• [Instructions for the task]
When you have gone through the entries below, state how many lines include the word "scheduling" and write nothing else.

Dataset entries:
•••••
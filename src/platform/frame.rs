//! Display-refresh scheduling bookkeeping
//!
//! At most one frame callback is pending at a time. Stopping hands back the
//! pending handle so the platform can cancel it, and the stop flag is checked
//! before every reschedule, so no callback outlives a pause or teardown.

/// Pending-frame tracker, generic over the platform's callback handle
#[derive(Debug, Clone)]
pub struct FrameLoop<H> {
    pending: Option<H>,
    stopped: bool,
}

impl<H: Copy> Default for FrameLoop<H> {
    fn default() -> Self {
        Self::new()
    }
}

impl<H: Copy> FrameLoop<H> {
    /// A stopped loop with nothing pending
    pub fn new() -> Self {
        Self {
            pending: None,
            stopped: true,
        }
    }

    /// Allow scheduling again. Returns false if a frame is already pending,
    /// in which case the caller must not request another.
    pub fn resume(&mut self) -> bool {
        self.stopped = false;
        self.pending.is_none()
    }

    /// Record the handle of a freshly requested frame
    pub fn scheduled(&mut self, handle: H) {
        self.pending = Some(handle);
    }

    /// Call first thing in the frame callback
    pub fn fired(&mut self) {
        self.pending = None;
    }

    /// Whether the callback should request the next frame
    pub fn should_reschedule(&self, keep_going: bool) -> bool {
        keep_going && !self.stopped && self.pending.is_none()
    }

    /// Stop the loop. Returns the pending handle, which must be cancelled.
    pub fn stop(&mut self) -> Option<H> {
        self.stopped = true;
        self.pending.take()
    }

    pub fn is_pending(&self) -> bool {
        self.pending.is_some()
    }

    pub fn is_stopped(&self) -> bool {
        self.stopped
    }
}

#[cfg(test)]
mod tests {
    use super::*;

    #[test]
    fn test_new_loop_is_stopped() {
        let frames: FrameLoop<i32> = FrameLoop::new();
        assert!(frames.is_stopped());
        assert!(!frames.should_reschedule(true));
    }

    #[test]
    fn test_reschedule_cycle() {
        let mut frames = FrameLoop::new();
        assert!(frames.resume());
        frames.scheduled(1);
        assert!(frames.is_pending());

        frames.fired();
        assert!(frames.should_reschedule(true));
        assert!(!frames.should_reschedule(false));
    }

    #[test]
    fn test_stop_returns_pending_handle() {
        let mut frames = FrameLoop::new();
        frames.resume();
        frames.scheduled(7);
        assert_eq!(frames.stop(), Some(7));
        assert!(!frames.is_pending());
        assert_eq!(frames.stop(), None);
    }

    #[test]
    fn test_stop_inside_callback_blocks_reschedule() {
        let mut frames = FrameLoop::new();
        frames.resume();
        frames.scheduled(3);
        frames.fired();
        assert_eq!(frames.stop(), None);
        assert!(!frames.should_reschedule(true));
    }

    #[test]
    fn test_resume_with_pending_frame() {
        let mut frames = FrameLoop::new();
        frames.resume();
        frames.scheduled(9);
        assert!(!frames.resume());
    }
}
•••••
• [Task response]
2